Reamy, along with transplanted Texan Orville W. Mosher, founded the first organized science fiction fan club in Texas: The Dallas Futurian Society (DFS), so named after the earlier New York Futurians. The DFS was founded in late fall of 1953 when Reamy was 18, and the club was continually active until July 6, 1958, when it expired in a colorful fashion. During that five-year period, Mosher and Reamy traded off editing the club's fanzine CriFanAc, (a fandom term for Critical Fan Activity), attracting a variety of contributors, both local and from greater science fiction fandom; Reamy became its sole editor with its sixth issue. He had been contributing both artwork and commentary to its pages, as he was also doing to other science fiction fanzines of the era.

With fellow Dallas Futurians James and Gregory Benford, Reamy organized the first science fiction convention held in Texas. A rotating city and state regional convention of the era, Southwesterncon's sixth incarnation was held in Dallas on the weekend of July 5, 1958, concluding the next day, July 6; the professional guest of honor was new writer and well-known fan Marion Zimmer Bradley, who by then had replaced Fredric Brown. Longtime science fiction fan personality, collector, and literary agent Forrest J Ackerman came from Los Angeles and served at the convention's banquet as toastmaster. On the last day of the convention, the members of the Dallas Futurian Society disbanded their club as part of Southwestercon VI's business meeting. During that meeting, Reamy proposed a motion that club co-founder Orville W. Mosher, the man behind much of the club's behind-the-scenes intrigue and politics during its final years, be elected by consensus their new president. Just moments later, the same Dallas Futurian Society voted on another Reamy motion, to officially disband itself forever; the motion passed, despite objections from Mosher. He was never heard from again.

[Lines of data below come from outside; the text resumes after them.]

use crate::composer::{self, CropPolicy, SubjectCropParams};
use crate::decoder::{self, DecodeLimits};
use crate::quality::{self, QualityGate};
use serde::{Deserialize, Serialize};
use std::time::Duration;

/// Every tunable of the portrait pipeline. Missing fields take their defaults.
#[derive(Debug, Clone, PartialEq, Serialize, Deserialize)]
#[serde(default)]
pub struct PipelineConfig {
    /// Longest side of the working bitmap after decode.
    pub max_side: u32,
    /// Smallest accepted side of an upload.
    pub min_side: u32,
    /// Largest accepted side of an upload, before downscaling.
    pub max_source_side: u32,
    /// Allocation budget of the image decoder.
    pub max_decode_bytes: u64,
    /// Side of the composed square portrait.
    pub output_side: u32,
    pub crop_policy: CropPolicy,
    pub face_scale: f32,
    pub eye_line: f32,
    pub eye_band: f32,
    /// Detections below this confidence are ignored.
    pub min_detection_confidence: f32,
    /// Whether to attempt background replacement at all.
    pub isolate: bool,
    pub quality_samples: usize,
    pub white_threshold: u8,
    pub max_white_fraction: f32,
    pub quality_seed: u64,
    /// Upper bound on waiting for a single model call.
    pub model_timeout_secs: u64,
}

impl Default for PipelineConfig {
    fn default() -> Self {
        Self {
            max_side: decoder::DEFAULT_MAX_SIDE,
            min_side: decoder::DEFAULT_MIN_SIDE,
            max_source_side: decoder::DEFAULT_MAX_SOURCE_SIDE,
            max_decode_bytes: decoder::DEFAULT_MAX_DECODE_BYTES,
            output_side: composer::DEFAULT_OUTPUT_SIDE,
            crop_policy: CropPolicy::default(),
            face_scale: composer::DEFAULT_FACE_SCALE,
            eye_line: composer::DEFAULT_EYE_LINE,
            eye_band: composer::DEFAULT_EYE_BAND,
            min_detection_confidence: 0.5,
            isolate: true,
            quality_samples: quality::DEFAULT_SAMPLE_COUNT,
            white_threshold: quality::DEFAULT_WHITE_THRESHOLD,
            max_white_fraction: quality::DEFAULT_MAX_WHITE_FRACTION,
            quality_seed: quality::DEFAULT_SEED,
            model_timeout_secs: 30,
        }
    }
}

impl PipelineConfig {
    pub fn decode_limits(&self) -> DecodeLimits {
        DecodeLimits {
            min_side: self.min_side,
            max_source_side: self.max_source_side,
            max_side: self.max_side,
            max_decode_bytes: self.max_decode_bytes,
        }
    }

    pub fn subject_params(&self) -> SubjectCropParams {
        SubjectCropParams {
            face_scale: self.face_scale,
            eye_line: self.eye_line,
            eye_band: self.eye_band,
        }
    }

    pub fn quality_gate(&self) -> QualityGate {
        QualityGate {
            white_threshold: self.white_threshold,
            max_white_fraction: self.max_white_fraction,
            seed: self.quality_seed,
        }
    }

    pub fn model_timeout(&self) -> Duration {
        Duration::from_secs(self.model_timeout_secs.max(1))
    }
}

During the mid-to-late 1960s, while working as a technical illustrator for aerospace contractor Collins Radio at their Dallas branch, Reamy became the editor and publisher of Trumpet, a slickly produced, professionally printed fanzine (the norm for the era was to use the much less expensive ditto or mimeograph reproduction for fanzines). Between 1965 and 1969, 10 issues appeared, the later issues having full-color front covers. In 1966, Trumpet received enough nominations for inclusion on that year's final Hugo Awards ballot; it was later ruled as being ineligible because it failed to meet the Hugo's minimum number of published issues requirement needed for nomination. In 1967 and then again in 1969, Trumpet made it on the final ballot in the Best Fanzine category for science fiction's Hugo Award.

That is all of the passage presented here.